Она успокаивается и проглатывает крючок.
— Хорошо… я скажу адвокату, чтобы он подготовил контракт, который полностью защитит мои интересы, до единого, плюс я хочу пять процентов от сборов фильма. Посмотрим, подпишете ли вы его!
— Арина, может, все-таки сто пятьдесят тысяч?
(Я удваиваю сразу, зная ее.)
— Будьте счастливы, если я соглашусь на сто.
«Гораздо лучше, чем семьдесят пять», — думаю я. Но не говорю ей.
Вернувшись домой, звоню Мейерхольду.
— Слава, она обещала дать команду адвокату подготовить контракт.
— Сколько?
— Между ста и ста пятьюдесятью. Но если сломаю посередине — мы на коне и в седле. Но все равно этого недостаточно, чтобы сделать конфетку. Чтобы ее показывали на всех экранах мира. А главное — в Америке. Вы будете сами что-нибудь вкладывать?
— У меня ничего нет.
— Завтра я встречаюсь с человеком, который заправляет всем в ночном клубе. Вы знаете, что за люди стоят в тени этого суперклуба?
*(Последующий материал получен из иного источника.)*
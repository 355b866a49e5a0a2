use geojson::{Feature, FeatureCollection};
use serde::{Deserialize, Serialize};

use crate::projector::HikeLayers;

/// Which kind of marker is highlighted.
#[derive(Debug, Clone, Copy, PartialEq, Eq, Serialize, Deserialize)]
#[serde(rename_all = "lowercase")]
pub enum SelectionKind {
    None,
    Waypoint,
    Picture,
}

/// The single highlighted marker, if any.
///
/// One slot for both kinds: selecting a picture drops a selected waypoint
/// and the other way round.
#[derive(Debug, Clone, Default, PartialEq, Serialize, Deserialize)]
#[serde(tag = "kind", content = "feature", rename_all = "lowercase")]
pub enum Selection {
    #[default]
    None,
    Waypoint(Feature),
    Picture(Feature),
}

impl Selection {
    pub fn kind(&self) -> SelectionKind {
        match self {
            Self::None => SelectionKind::None,
            Self::Waypoint(_) => SelectionKind::Waypoint,
            Self::Picture(_) => SelectionKind::Picture,
        }
    }

    pub fn feature(&self) -> Option<&Feature> {
        match self {
            Self::None => None,
            Self::Waypoint(f) | Self::Picture(f) => Some(f),
        }
    }

    /// Index of the selected feature in its layer (`properties.id`).
    pub fn index(&self) -> Option<usize> {
        self.feature()?
            .property("id")?
            .as_u64()
            .and_then(|id| usize::try_from(id).ok())
    }

    pub fn waypoint_index(&self) -> Option<usize> {
        match self {
            Self::Waypoint(_) => self.index(),
            _ => None,
        }
    }

    pub fn picture_index(&self) -> Option<usize> {
        match self {
            Self::Picture(_) => self.index(),
            _ => None,
        }
    }

    /// Select feature `index` of the `kind` layer. Out of range is a no-op.
    pub fn select(&mut self, kind: SelectionKind, index: usize, layers: &HikeLayers) -> bool {
        let Some(source) = source_for(kind, layers) else {
            self.clear();
            return true;
        };
        match source.features.get(index) {
            Some(feature) => {
                *self = with_kind(kind, feature.clone());
                true
            }
            None => false,
        }
    }

    pub fn clear(&mut self) {
        *self = Self::None;
    }

    pub fn has_prev(&self) -> bool {
        self.index().is_some_and(|i| i > 0)
    }

    pub fn has_next(&self, layers: &HikeLayers) -> bool {
        match (self.index(), source_for(self.kind(), layers)) {
            (Some(i), Some(source)) => i + 1 < source.features.len(),
            _ => false,
        }
    }

    /// Step to the previous feature of the same kind. Returns whether it moved.
    pub fn prev(&mut self, layers: &HikeLayers) -> bool {
        if !self.has_prev() {
            return false;
        }
        match self.index() {
            Some(i) => self.select(self.kind(), i - 1, layers),
            None => false,
        }
    }

    /// Step to the next feature of the same kind. Returns whether it moved.
    pub fn next(&mut self, layers: &HikeLayers) -> bool {
        if !self.has_next(layers) {
            return false;
        }
        match self.index() {
            Some(i) => self.select(self.kind(), i + 1, layers),
            None => false,
        }
    }

    /// Re-read the selected feature from freshly built layers, so it carries
    /// the current properties. Drops the selection if its index is gone.
    pub fn refresh(&mut self, layers: &HikeLayers) {
        if let Some(i) = self.index() {
            if !self.select(self.kind(), i, layers) {
                self.clear();
            }
        }
    }
}

fn source_for(kind: SelectionKind, layers: &HikeLayers) -> Option<&FeatureCollection> {
    match kind {
        SelectionKind::None => None,
        SelectionKind::Waypoint => Some(&layers.waypoints),
        SelectionKind::Picture => Some(&layers.pictures),
    }
}

fn with_kind(kind: SelectionKind, feature: Feature) -> Selection {
    match kind {
        SelectionKind::None => Selection::None,
        SelectionKind::Waypoint => Selection::Waypoint(feature),
        SelectionKind::Picture => Selection::Picture(feature),
    }
}
use chrono::TimeZone;
use log::debug;

use crate::client::HikeBundle;
use crate::error::HikeMapError;
use crate::model::{Hike, Picture, Track, Waypoint};
use crate::options::ProjectOptions;
use crate::projector::{HikeLayers, picture_layer, track_layer, waypoint_layer};
use crate::selection::{Selection, SelectionKind};

type Result<T> = std::result::Result<T, HikeMapError>;

/// View state for one hike page.
///
/// Sub-resources arrive independently; one that has not arrived yet is
/// `None` and projects as empty. Each change rebuilds the layers that depend
/// on it, wholesale.
#[derive(Debug, Clone, Default)]
pub struct HikeView {
    options: ProjectOptions,
    hike: Option<Hike>,
    tracks: Option<Vec<Track>>,
    waypoints: Option<Vec<Waypoint>>,
    pictures: Option<Vec<Picture>>,
    selection: Selection,
    layers: HikeLayers,
}

impl HikeView {
    pub fn new(options: ProjectOptions) -> Self {
        Self {
            options,
            ..Default::default()
        }
    }

    pub fn hike(&self) -> Option<&Hike> {
        self.hike.as_ref()
    }

    pub fn layers(&self) -> &HikeLayers {
        &self.layers
    }

    pub fn selection(&self) -> &Selection {
        &self.selection
    }

    pub fn set_hike(&mut self, hike: Hike) {
        self.hike = Some(hike);
    }

    /// Tracks feed both the track layer and picture placement.
    pub fn set_tracks(&mut self, tracks: Vec<Track>) {
        self.tracks = Some(tracks);
        self.layers.tracks = track_layer(self.tracks(), &self.options);
        self.rebuild_pictures();
    }

    pub fn set_waypoints(&mut self, waypoints: Vec<Waypoint>) {
        self.waypoints = Some(waypoints);
        self.rebuild_waypoints();
    }

    pub fn set_pictures(&mut self, pictures: Vec<Picture>) {
        self.pictures = Some(pictures);
        self.rebuild_pictures();
    }

    /// Take in everything a hike load produced.
    pub fn apply(&mut self, bundle: HikeBundle) {
        if let Some(hike) = bundle.hike {
            self.set_hike(hike);
        }
        self.set_waypoints(bundle.waypoints);
        self.pictures = Some(bundle.pictures);
        self.set_tracks(bundle.tracks);
    }

    pub fn select(&mut self, kind: SelectionKind, index: usize) -> bool {
        if !self.selection.select(kind, index, &self.layers) {
            return false;
        }
        self.rebuild_selection();
        true
    }

    pub fn clear_selection(&mut self) {
        self.selection.clear();
        self.rebuild_selection();
    }

    pub fn has_prev(&self) -> bool {
        self.selection.has_prev()
    }

    pub fn has_next(&self) -> bool {
        self.selection.has_next(&self.layers)
    }

    pub fn prev(&mut self) -> bool {
        if !self.selection.prev(&self.layers) {
            return false;
        }
        self.rebuild_selection();
        true
    }

    pub fn next(&mut self) -> bool {
        if !self.selection.next(&self.layers) {
            return false;
        }
        self.rebuild_selection();
        true
    }

    /// Hike start (or end) date rendered in `zone`.
    pub fn display_date<Tz>(&self, zone: &Tz) -> Result<Option<String>>
    where
        Tz: TimeZone,
        Tz::Offset: std::fmt::Display,
    {
        match &self.hike {
            Some(hike) => hike.display_date(zone),
            None => Ok(None),
        }
    }

    /// Hike date rendered in the hike's own zone.
    pub fn local_date(&self) -> Result<Option<String>> {
        match &self.hike {
            Some(hike) => hike.local_date(),
            None => Ok(None),
        }
    }

    fn tracks(&self) -> &[Track] {
        self.tracks.as_deref().unwrap_or_default()
    }

    fn rebuild_waypoints(&mut self) {
        let waypoints = self.waypoints.as_deref().unwrap_or_default();
        self.layers.waypoints =
            waypoint_layer(waypoints, self.selection.waypoint_index(), &self.options);
        debug!("rebuilt waypoint layer: {} features", self.layers.waypoints.features.len());
        self.sync_selection(SelectionKind::Waypoint);
    }

    fn rebuild_pictures(&mut self) {
        let pictures = self.pictures.as_deref().unwrap_or_default();
        self.layers.pictures = picture_layer(
            self.tracks(),
            pictures,
            self.selection.picture_index(),
            &self.options,
        );
        debug!("rebuilt picture layer: {} features", self.layers.pictures.features.len());
        self.sync_selection(SelectionKind::Picture);
    }

    fn rebuild_selection(&mut self) {
        self.rebuild_waypoints();
        self.rebuild_pictures();
    }

    /// Keep the stored selected feature in step with a rebuilt layer.
    fn sync_selection(&mut self, kind: SelectionKind) {
        if self.selection.kind() == kind {
            self.selection.refresh(&self.layers);
        }
    }
}
//! Thin client for the hike journal REST API.

use futures::future::{AbortHandle, Abortable, abortable};
use log::{debug, error};
use reqwest::header::{ACCEPT, CONTENT_TYPE};
use reqwest::{Method, Response};
use serde::Serialize;
use serde::de::DeserializeOwned;

use crate::error::HikeMapError;
use crate::model::{Hike, ListResponse, Picture, Track, Waypoint};

type Result<T> = std::result::Result<T, HikeMapError>;

const JSON: &str = "application/json";
const TEXT: &str = "text/plain";

/// Request payload. Anything that is not already a string goes out as JSON.
#[derive(Debug, Clone)]
pub enum RequestBody {
    Text(String),
    Json(serde_json::Value),
}

impl RequestBody {
    pub fn json<T: Serialize>(value: &T) -> Result<Self> {
        Ok(Self::Json(serde_json::to_value(value)?))
    }

    fn content_type(&self) -> &'static str {
        match self {
            Self::Text(_) => TEXT,
            Self::Json(_) => JSON,
        }
    }

    fn into_string(self) -> Result<String> {
        match self {
            Self::Text(text) => Ok(text),
            Self::Json(value) => Ok(serde_json::to_string(&value)?),
        }
    }
}

/// Everything the hike page shows, fetched together.
///
/// A fetch that failed leaves its slot at the default.
#[derive(Debug, Clone, Default, Serialize)]
pub struct HikeBundle {
    pub hike: Option<Hike>,
    pub tracks: Vec<Track>,
    pub waypoints: Vec<Waypoint>,
    pub pictures: Vec<Picture>,
}

#[derive(Debug, Clone)]
pub struct ApiClient {
    http_client: reqwest::Client,
    base_url: String,
}

impl ApiClient {
    pub fn new(base_url: impl Into<String>) -> Self {
        Self {
            http_client: reqwest::Client::new(),
            base_url: base_url.into(),
        }
    }

    /// Absolute URL for an API route; a leading `/` on the route is ignored.
    pub fn url(&self, route: &str) -> String {
        format!(
            "{}/{}",
            self.base_url.trim_end_matches('/'),
            route.trim_start_matches('/')
        )
    }

    /// Send a request and fail on any non-success status.
    pub async fn request(
        &self,
        method: Method,
        route: &str,
        body: Option<RequestBody>,
        query: &[(&str, &str)],
        accept_json: bool,
    ) -> Result<Response> {
        let url = self.url(route);
        debug!("query at: {url}");

        let content_type = body.as_ref().map_or(JSON, RequestBody::content_type);
        let mut builder = self
            .http_client
            .request(method, &url)
            .header(CONTENT_TYPE, content_type)
            .header(ACCEPT, if accept_json { JSON } else { TEXT });
        if !query.is_empty() {
            builder = builder.query(query);
        }
        if let Some(body) = body {
            builder = builder.body(body.into_string()?);
        }

        let response = builder.send().await?;
        let status = response.status();
        if !status.is_success() {
            return Err(HikeMapError::Http {
                status: status.as_u16(),
                status_text: status.canonical_reason().unwrap_or_default().to_string(),
            });
        }

        Ok(response)
    }

    pub async fn get_json<T: DeserializeOwned>(
        &self,
        route: &str,
        query: &[(&str, &str)],
    ) -> Result<T> {
        let response = self.request(Method::GET, route, None, query, true).await?;
        Ok(response.json::<T>().await?)
    }

    pub async fn hikes(&self) -> Result<Vec<Hike>> {
        let resp: ListResponse<Hike> = self.get_json("/hikes/", &[]).await?;
        Ok(resp.data)
    }

    pub async fn hike(&self, hike_id: i64) -> Result<Hike> {
        self.get_json(&format!("/hikes/{hike_id}"), &[]).await
    }

    pub async fn tracks(&self, hike_id: i64) -> Result<Vec<Track>> {
        let resp: ListResponse<Track> =
            self.get_json(&format!("/tracks/hike/{hike_id}"), &[]).await?;
        Ok(resp.data)
    }

    pub async fn waypoints(&self, hike_id: i64) -> Result<Vec<Waypoint>> {
        let resp: ListResponse<Waypoint> = self
            .get_json(&format!("/hikes/{hike_id}/waypoints"), &[])
            .await?;
        Ok(resp.data)
    }

    pub async fn pictures(&self, hike_id: i64) -> Result<Vec<Picture>> {
        let resp: ListResponse<Picture> =
            self.get_json(&format!("/pictures/hike/{hike_id}"), &[]).await?;
        Ok(resp.data)
    }

    /// Where the image for a picture record is served from.
    pub fn picture_url(&self, picture: &Picture) -> String {
        self.url(&format!("/pictures/{}.{}", picture.id, picture.fmt))
    }

    /// Fetch the hike and its sub-resources concurrently.
    ///
    /// Nothing is retried; each failure is logged and its slot stays empty.
    pub async fn load_hike(&self, hike_id: i64) -> HikeBundle {
        let (hike, tracks, waypoints, pictures) = futures::join!(
            self.hike(hike_id),
            self.tracks(hike_id),
            self.waypoints(hike_id),
            self.pictures(hike_id),
        );

        HikeBundle {
            hike: logged("hike", hike_id, hike),
            tracks: logged("tracks", hike_id, tracks).unwrap_or_default(),
            waypoints: logged("waypoints", hike_id, waypoints).unwrap_or_default(),
            pictures: logged("pictures", hike_id, pictures).unwrap_or_default(),
        }
    }

    /// Like [`ApiClient::load_hike`], but the load can be called off.
    ///
    /// Once the handle is aborted the future resolves to `Err(Aborted)` and
    /// whatever arrived is dropped. The future owns a clone of the client.
    pub fn load_hike_abortable(
        &self,
        hike_id: i64,
    ) -> (Abortable<impl Future<Output = HikeBundle> + use<>>, AbortHandle) {
        let client = self.clone();
        abortable(async move { client.load_hike(hike_id).await })
    }
}

fn logged<T>(what: &str, hike_id: i64, result: Result<T>) -> Option<T> {
    match result {
        Ok(value) => Some(value),
        Err(err) => {
            error!("failed to load {what} for hike {hike_id}: {err}");
            None
        }
    }
}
— Очень хороший клуб. Я догадываюсь.
— Они всегда получают свои деньги назад, причем с процентами.
— Что вы хотите этим сказать?
— Они даже в случае неудачи вышибают свой вклад назад. Сначала вбивают гвоздик в палец, потом в руку, а потом в голову.
— Так-так. Очень интересно!
— Мы с вами сопродюсеры. Вы помните, я хочу прийти в кино живым и остаться в нем.